In early February, the Californian healthcare sector was hit by a ransomware attack, with data from over 3m patients stolen by cybercriminals.

With so many evolving challenges, healthcare institutions find it difficult to navigate and prioritise risks.

Here, Jeffrey Wells, Partner at leading risk services company Sigma7, shares what healthcare organisations need to know.  

Hi Jeffrey, tell us about yourself.

“I am currently the Sigma7 lead for global cyber risk and intelligence and apply my expertise in assisting organisations in quantifying, designing, and operationalising cyber risk and resiliency strategies to protect enterprises worldwide. I am a founding partner of the NIST – National Cybersecurity Center of Excellence and the BENS Cyber & Tech Council. In addition, I was appointed “Cyber Czar” by two Maryland governors and successfully managed the implementation of commercial, federal, and military cybersecurity initiatives with NIST, NSA, U.S. Cyber Command, and other military and government entities.”

Tell us about your role at Sigma7.  

“I lead our effort to ensure that cyber and kinetic effects are considered holistically in our client's total risk exposure and to quantify and reduce risk throughout their strategic and tactical operations, locally and globally.”

What did your work as a founding partner of NIST involve? 

“I was actually a founding member of the NIST National Cybersecurity Center of Excellence (NCCoE). I worked with the State of Maryland, the US Secretary of Commerce, NIST, local government, Industry partners, and University FFRDCs to establish the centre to set Cybersecurity standards. Much of the work was a coordination that partners to identify the target areas for addressing standards that NIST published.”

Tell us about the recent ransomware attack in California.

“This is just one of many attacks over the past month. In this case, a still undisclosed threat actor gained access to the systems of four interconnected healthcare systems, impacted more than 3m individuals, and was able to access and encrypt sensitive personally identifiable information (PII) and personal health information (PHI) that included name, social security numbers, address, date of birth, diagnosis, and treatment, laboratory test results, prescription data, radiology reports, health plan member number, and phone number. All information can be used for identity theft, making it potentially valuable in DarkNet markets. The impacted organisations still need to share details regarding a ransom payment.”

Who are these cybercriminals? 

“It is still unknown who was behind this particular attack. That said, many actors targeting healthcare have most recently been tied to nation-states. It has been determined that North Korean sponsored threat actors have been actively targeting the healthcare sector with ransomware attacks, especially active during the past six months. 

“Additionally, the pro-Russian hacktivist groups have indicated in forums their interest in "Attacking the networks of medical institutions in the United States, United Kingdom and abroad". The threats are purported to be a response to new aid packages providing security assistance for Ukraine.”

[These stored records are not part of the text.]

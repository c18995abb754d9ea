// SPDX-License-Identifier: MIT

//! Types exchanged between the registry, the HTTP layer and workers

use chrono::{DateTime, Utc};
use serde::{Deserialize, Serialize};
use std::time::Duration;

use crate::calc::error::ArithmeticError;
use crate::calc::expression::Operator;
use crate::calc::graph::{ExpressionId, TaskId};

/// Expression lifecycle
#[derive(Debug, Clone, Copy, PartialEq, Eq, Serialize, Deserialize)]
#[serde(rename_all = "snake_case")]
pub enum ExpressionStatus {
    Pending,
    InProgress,
    Complete,
    Failed,
}

impl ExpressionStatus {
    pub fn is_finished(self) -> bool {
        matches!(self, ExpressionStatus::Complete | ExpressionStatus::Failed)
    }
}

/// Read-only view of an expression
#[derive(Debug, Clone, PartialEq, Serialize, Deserialize)]
pub struct ExpressionSnapshot {
    pub id: ExpressionId,
    /// Source text as submitted
    pub expression: String,
    pub status: ExpressionStatus,
    pub result: Option<f64>,
    pub error: Option<ArithmeticError>,
    pub created_at: DateTime<Utc>,
    pub finished_at: Option<DateTime<Utc>>,
}

/// A ready task handed to a worker
#[derive(Debug, Clone, PartialEq, Serialize, Deserialize)]
pub struct TaskAssignment {
    pub id: TaskId,
    pub arg1: f64,
    pub arg2: f64,
    pub operation: Operator,
    /// Simulated cost in milliseconds
    pub operation_time: u64,
}

impl TaskAssignment {
    pub fn operation_time(&self) -> Duration {
        Duration::from_millis(self.operation_time)
    }

    /// Run the operation locally
    pub fn compute(&self) -> TaskOutcome {
        match self.operation.apply(self.arg1, self.arg2) {
            Ok(value) => TaskOutcome::Value(value),
            Err(e) => TaskOutcome::Failed(e),
        }
    }
}

/// What a worker learned about a task
#[derive(Debug, Clone, Copy, PartialEq)]
pub enum TaskOutcome {
    Value(f64),
    Failed(ArithmeticError),
}

/// Wire form of a task outcome: `{id, result}` or `{id, error}`
#[derive(Debug, Clone, PartialEq, Serialize, Deserialize)]
pub struct TaskReport {
    pub id: TaskId,
    #[serde(default, skip_serializing_if = "Option::is_none")]
    pub result: Option<f64>,
    #[serde(default, skip_serializing_if = "Option::is_none")]
    pub error: Option<ArithmeticError>,
}

impl TaskReport {
    pub fn new(id: TaskId, outcome: TaskOutcome) -> Self {
        match outcome {
            TaskOutcome::Value(v) => Self {
                id,
                result: Some(v),
                error: None,
            },
            TaskOutcome::Failed(e) => Self {
                id,
                result: None,
                error: Some(e),
            },
        }
    }

    /// The outcome, if exactly one of `result` / `error` is set
    pub fn outcome(&self) -> Option<TaskOutcome> {
        match (self.result, self.error) {
            (Some(v), None) => Some(TaskOutcome::Value(v)),
            (None, Some(e)) => Some(TaskOutcome::Failed(e)),
            _ => None,
        }
    }
}

// --- HTTP bodies ---

#[derive(Debug, Clone, Serialize, Deserialize)]
pub struct CalculateRequest {
    pub expression: String,
}

#[derive(Debug, Clone, Serialize, Deserialize)]
pub struct CalculateResponse {
    pub id: ExpressionId,
}

#[derive(Debug, Clone, Serialize, Deserialize)]
pub struct ExpressionEnvelope {
    pub expression: ExpressionSnapshot,
}

#[derive(Debug, Clone, Serialize, Deserialize)]
pub struct ExpressionList {
    pub expressions: Vec<ExpressionSnapshot>,
}

#[derive(Debug, Clone, Serialize, Deserialize)]
pub struct TaskEnvelope {
    pub task: TaskAssignment,
}

/// Error payload of every non-2xx response
#[derive(Debug, Clone, PartialEq, Serialize, Deserialize)]
pub struct ErrorBody {
    pub error: String,
    #[serde(default, skip_serializing_if = "Option::is_none")]
    pub kind: Option<String>,
}

/// Counters reported by the health endpoint
#[derive(Debug, Clone, Default, PartialEq, Serialize, Deserialize)]
pub struct RegistryStats {
    pub expressions_pending: usize,
    pub expressions_in_progress: usize,
    pub expressions_complete: usize,
    pub expressions_failed: usize,
    pub tasks_blocked: usize,
    pub tasks_ready: usize,
    pub tasks_dispatched: usize,
    pub tasks_done: usize,
    pub tasks_abandoned: usize,
}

How can healthcare institutions navigate ransomware attacks and prioritise their risks?

“As a start, every organisation must have a documented Incident Response Plan (IRP) that defines the roles and responsibilities of those who will be responding to an Incident. How to respond to Ransomware/Extortion should have its own section and be reviewed and discussed at the executive and board level at least twice a year. The response to ransomware is not binary! Identifying external breach counsel ( a law firm specialising in Incident Response) is key to surviving an incident. Additionally, a Business Continuity and Continuity of Care plan must be developed, tested, and maintained.” 

Regarding security, where do you hope the healthcare sector will be by 2024? 

“I hope that healthcare organisations can look beyond just IT security and consider the entirety of the organisation, including IT, OT, IIoT, IoT, and connected medical devices. Consider how to best segment networks and protect the most important technologies that enable them to provide continuity of care. 

“Additionally, the sector needs to gain a better understanding of their risk profiles, including value at risk, vendor and supply chain risk, and to fully develop and regularly test Incident Response, Business Continuity, and Continuity of Care programs.”